Em meio aos dias de calor extremo na capital paraense, a discussão sobre a vulnerabilidade da Amazônia ganhou urgência. O evento “Justiça Energética e Direitos em Tempos de Crises na Amazônia”, realizado na noite de terça-feira, 18 de novembro, no ARAYARA Amazon Climate Hub, reuniu especialistas e lideranças para debater como os eventos climáticos extremos e a ineficiência do sistema elétrico impactam os direitos dos consumidores, especialmente os mais pobres e isolados.
A atividade, proposta pelo Instituto de Defesa do Consumidor (IDEC), expôs as barreiras que impedem o acesso à energia de qualidade e a preços justos.
Custo Alto e Qualidade Baixa: A Contradição da Região Norte
Lourenço Moretto (IDEC), que mediou o debate, apresentou dados que expõem a injustiça tarifária e a precariedade do serviço na região.
“A região norte do país é a região que paga a energia mais cara do país, e é a de pior qualidade.”
Ele explicou que grande parte dessa conta elevada se deve aos sistemas isolados, que dependem do uso do diesel. Lourenço expôs lacunas do programa Luz Para Todos, que, ao focar majoritariamente na energia solar, gera carência energética em dias nublados, e relatou sobre cobrança de comunidades que pedem o aprimoramento das políticas públicas com maior diversificação e aceleração da integração nacional.
Outro ponto levantado foi a lógica do mercado livre de energia, onde grandes empresas compram energia de fontes incentivadas com até 50% de desconto, enquanto a população, especialmente a da periferia, paga o preço cheio.
“Temos que pensar qual a lógica disso tudo. Quando se discutiu o aumento da tarifa social, o empresariado se posicionou contra,” afirmou.
O Calor Extremo e as Ilhas Urbanas de Pobreza
Eduarda Gonçalves (Rede Jandyras) trouxe a discussão para o contexto urbano da capital da COP30. Belém foi a capital brasileira com mais de 200 dias de calor extremo em 2023.
“O calor de Belém está sendo sentido por todos que chegaram [à COP],” disse Eduarda, apontando que a crise climática é desigual.
Nas áreas periféricas e com excesso de asfalto (fenômeno das ilhas de calor), o custo da energia dispara em dias quentes, quando as famílias precisam usar ventiladores ou geladeiras com mais intensidade, compondo o que é chamado de pobreza energética.
“Como chefes de família, mulheres, são principalmente impactadas pelo aumento do custo do orçamento de energia. Estudo lançado hoje mostra isso. Quem paga o custo das mudanças climáticas? São as pessoas mais pobres,” denunciou.
Eduarda defendeu que a justiça energética exige equilibrar o acesso a energias limpas com a necessidade de políticas de eficiência e adaptação ao calor para as famílias de baixa renda.

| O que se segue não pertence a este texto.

//! Configuration file loading.
//!
//! Each loader reads one file and produces a [`MapSource`] whose keys are
//! the document's entries flattened to dotted form (`server.port`,
//! `hosts[0]`). Parsing itself is delegated to `serde_yaml` and
//! `serde_json`; env files use plain `KEY=VALUE` lines.

use std::fs;
use std::path::{Path, PathBuf};

use super::MapSource;
use crate::error::{Error, Result};
use crate::value::Value;

/// Name given to a source loaded from `path`.
///
/// # Examples
///
/// ```
/// use std::path::Path;
/// use propchain::source::file::source_name;
///
/// assert_eq!(source_name(Path::new("conf/app.yaml")), "file [conf/app.yaml]");
/// ```
#[must_use]
pub fn source_name(path: &Path) -> String {
    format!("file [{}]", path.display())
}

/// Load a file, choosing the format from its extension.
///
/// Recognized extensions: `yaml`, `yml`, `json`, `env`. Dotfiles named
/// `.env` or `.env.<suffix>` (`.env.local`) are env files too. A leading
/// `~/` is expanded to the home directory.
///
/// # Errors
///
/// Returns [`Error::FileLoad`] for unknown extensions or unreadable files,
/// and the parser's error for malformed documents.
pub fn load_file(path: &Path) -> Result<MapSource> {
    let path = expand_home(path);
    if is_dotenv(&path) {
        return load_env_file(&path);
    }
    let extension = path
        .extension()
        .and_then(|e| e.to_str())
        .map(str::to_ascii_lowercase);

    match extension.as_deref() {
        Some("yaml" | "yml") => load_yaml(&path),
        Some("json") => load_json(&path),
        Some("env") => load_env_file(&path),
        _ => Err(Error::FileLoad {
            path,
            reason: "unsupported file extension (expected yaml, yml, json or env)".into(),
        }),
    }
}

/// Load and flatten a YAML document.
///
/// An empty document yields an empty source.
///
/// # Errors
///
/// Returns an error if the file cannot be read, the YAML is invalid, or the
/// top level is not a mapping.
pub fn load_yaml(path: &Path) -> Result<MapSource> {
    let contents = read(path)?;
    let document: serde_yaml::Value = serde_yaml::from_str(&contents)?;
    if document.is_null() {
        return Ok(MapSource::new(source_name(path)));
    }
    from_document(path, Value::from(document))
}

/// Load and flatten a JSON document.
///
/// # Errors
///
/// Returns an error if the file cannot be read, the JSON is invalid, or the
/// top level is not an object.
pub fn load_json(path: &Path) -> Result<MapSource> {
    let contents = read(path)?;
    let document: serde_json::Value = serde_json::from_str(&contents)?;
    from_document(path, Value::from(document))
}

/// Load an env file of `KEY=VALUE` lines.
///
/// Blank lines and lines starting with `#` are skipped, an optional
/// `export ` prefix is ignored, and values wrapped in matching single or
/// double quotes are unquoted.
///
/// # Errors
///
/// Returns an error if the file cannot be read or a line has no `=`.
pub fn load_env_file(path: &Path) -> Result<MapSource> {
    let contents = read(path)?;
    let mut source = MapSource::new(source_name(path));

    for (idx, line) in contents.lines().enumerate() {
        let line = line.trim();
        if line.is_empty() || line.starts_with('#') {
            continue;
        }
        let line = line.strip_prefix("export ").unwrap_or(line);
        let Some((key, value)) = line.split_once('=') else {
            return Err(Error::FileLoad {
                path: path.to_path_buf(),
                reason: format!("line {}: expected KEY=VALUE", idx + 1),
            });
        };
        source.insert(key.trim(), unquote(value.trim()));
    }

    log::debug!("loaded {} entries from {}", source.len(), path.display());
    Ok(source)
}

fn is_dotenv(path: &Path) -> bool {
    path.file_name()
        .and_then(|name| name.to_str())
        .is_some_and(|name| name == ".env" || name.starts_with(".env."))
}

fn unquote(value: &str) -> &str {
    for quote in ['"', '\''] {
        if value.len() >= 2 && value.starts_with(quote) && value.ends_with(quote) {
            return &value[1..value.len() - 1];
        }
    }
    value
}

fn from_document(path: &Path, document: Value) -> Result<MapSource> {
    if !matches!(document, Value::Map(_)) {
        return Err(Error::FileLoad {
            path: path.to_path_buf(),
            reason: format!("top level must be a mapping, found {}", document.kind()),
        });
    }
    let source = MapSource::from_map(source_name(path), document.flatten());
    log::debug!("loaded {} entries from {}", source.len(), path.display());
    Ok(source)
}

fn read(path: &Path) -> Result<String> {
    fs::read_to_string(path).map_err(|e| Error::FileLoad {
        path: path.to_path_buf(),
        reason: format!("failed to read file: {e}"),
    })
}

fn expand_home(path: &Path) -> PathBuf {
    match (path.strip_prefix("~"), home::home_dir()) {
        (Ok(rest), Some(home)) => home.join(rest),
        _ => path.to_path_buf(),
    }
}

#[cfg(test)]
mod tests {
    use super::*;
    use crate::source::PropertySource;
    use tempfile::TempDir;

    fn write(dir: &TempDir, name: &str, contents: &str) -> PathBuf {
        let path = dir.path().join(name);
        fs::write(&path, contents).unwrap();
        path
    }

    #[test]
    fn test_load_yaml_flattens() {
        let dir = TempDir::new().unwrap();
        let path = write(&dir, "app.yaml", "server:\n  port: 8080\n  host: \"#{HOST:localhost}\"\n");

        let source = load_file(&path).unwrap();
        assert_eq!(source.name(), source_name(&path));
        assert_eq!(source.get_property("server.port"), Some(Value::Integer(8080)));
        assert_eq!(
            source.get_property("server.host"),
            Some(Value::from("#{HOST:localhost}"))
        );
    }

    #[test]
    fn test_load_empty_yaml() {
        let dir = TempDir::new().unwrap();
        let path = write(&dir, "empty.yml", "");
        assert!(load_file(&path).unwrap().is_empty());
    }

    #[test]
    fn test_load_yaml_rejects_scalar_document() {
        let dir = TempDir::new().unwrap();
        let path = write(&dir, "scalar.yaml", "just text\n");
        assert!(matches!(load_file(&path), Err(Error::FileLoad { .. })));
    }

    #[test]
    fn test_load_invalid_yaml() {
        let dir = TempDir::new().unwrap();
        let path = write(&dir, "bad.yaml", "invalid: yaml: syntax:");
        assert!(matches!(load_file(&path), Err(Error::Yaml(_))));
    }

    #[test]
    fn test_load_json() {
        let dir = TempDir::new().unwrap();
        let path = write(&dir, "app.json", r#"{"db": {"pool": 4, "urls": ["a", "b"]}}"#);

        let source = load_file(&path).unwrap();
        assert_eq!(source.get_property("db.pool"), Some(Value::Integer(4)));
        assert_eq!(source.get_property("db.urls[1]"), Some(Value::from("b")));
    }

    #[test]
    fn test_load_env_file() {
        let dir = TempDir::new().unwrap();
        let path = write(
            &dir,
            "local.env",
            "# comment\n\nexport DB_USER=admin\nDB_PASS=\"s3cret\"\nEMPTY=\n",
        );

        let source = load_file(&path).unwrap();
        assert_eq!(source.get_property("DB_USER"), Some(Value::from("admin")));
        assert_eq!(source.get_property("DB_PASS"), Some(Value::from("s3cret")));
        assert_eq!(source.get_property("EMPTY"), Some(Value::from("")));
        assert_eq!(source.len(), 3);
    }

    #[test]
    fn test_load_dotenv_names() {
        let dir = TempDir::new().unwrap();

        let path = write(&dir, ".env", "A=1\n");
        let source = load_file(&path).unwrap();
        assert_eq!(source.get_property("A"), Some(Value::from("1")));
        assert_eq!(source.name(), source_name(&path));

        let path = write(&dir, ".env.local", "B=2\n");
        assert_eq!(load_file(&path).unwrap().get_property("B"), Some(Value::from("2")));

        let err = load_file(Path::new(".envrc")).unwrap_err();
        assert!(format!("{err}").contains("unsupported file extension"));
    }

    #[test]
    fn test_env_file_line_without_equals() {
        let dir = TempDir::new().unwrap();
        let path = write(&dir, "bad.env", "A=1\nnot an assignment\n");
        let err = load_file(&path).unwrap_err();
        assert!(format!("{err}").contains("line 2"));
    }

    #[test]
    fn test_unknown_extension() {
        let err = load_file(Path::new("settings.toml")).unwrap_err();
        assert!(matches!(err, Error::FileLoad { .. }));
    }

    #[test]
    fn test_missing_file() {
        let err = load_file(Path::new("/nonexistent/path/config.yaml")).unwrap_err();
        assert!(format!("{err}").contains("failed to read file"));
    }
}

Vozes Indígenas: Autonomia e Viés Político da Energia
Lewayki Suya Aik (TI Xingu) compartilhou a realidade do seu território, ameaçado pela monocultura e agronegócio, onde as comunidades sofrem violações de direitos. Ela confirmou que o programa Luz Para Todos está sendo implementado, mas exige melhorias.
“Nós, povos indígenas, precisamos ser consultados antes de as políticas públicas cheguem em nossos territórios. Só assim essas políticas vão realmente beneficiar as comunidades.”
Marcelo Martins (ISA), que atua no Xingu, reforçou que as comunidades estão isoladas da rede nacional, e a energia elétrica significa acesso a “sonhos”: máquinas de produção, conservação de alimentos, educação e conectividade. Ele alertou que, em tempos de mudanças climáticas, o aumento das queimadas e a seca levam a uma espessa camada de fumaça que impede o bom funcionamento das placas solares.
O debate uniu as necessidades das comunidades isoladas, que lutam pela qualidade e diversidade da fonte energética (com exemplos de Roraima que exigiram estudos de viabilidade eólica), e as comunidades urbanas, que lutam pelo custo justo e pela adaptação ao calor. Todos reforçaram a urgência de políticas públicas que protejam os direitos dos consumidores e acelerem uma transição energética justa e resiliente.